■ PROBLEM TO WORK ON ■
How many lines in the entries below include the word "NaiveDateTime"? Respond with the number only.

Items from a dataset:
————

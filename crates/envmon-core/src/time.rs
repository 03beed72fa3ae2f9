//! Timestamp helpers.
//!
//! Everything on the wire is ISO-8601. Outbound timestamps are UTC with
//! millisecond precision; inbound ones are accepted either as RFC 3339 or as
//! the naive `YYYY-MM-DDTHH:MM:SS[.ffffff]` form the backend emits, which is
//! read as UTC.

use chrono::{DateTime, NaiveDateTime, SecondsFormat, Utc};

/// Current time as an RFC 3339 string, e.g. `2026-03-01T10:15:30.123Z`.
pub fn now_iso() -> String {
    format_iso(Utc::now())
}

/// Format a timestamp the same way [`now_iso`] does.
pub fn format_iso(at: DateTime<Utc>) -> String {
    at.to_rfc3339_opts(SecondsFormat::Millis, true)
}

/// Parse an inbound timestamp. Returns `None` for anything unrecognized.
pub fn parse_timestamp(raw: &str) -> Option<DateTime<Utc>> {
    let raw = raw.trim();
    if let Ok(parsed) = DateTime::parse_from_rfc3339(raw) {
        return Some(parsed.with_timezone(&Utc));
    }
    ["%Y-%m-%dT%H:%M:%S%.f", "%Y-%m-%d %H:%M:%S%.f"]
        .iter()
        .find_map(|format| NaiveDateTime::parse_from_str(raw, format).ok())
        .map(|naive| naive.and_utc())
}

————

■ SOLUTION TO THIS PROBLEM ■
2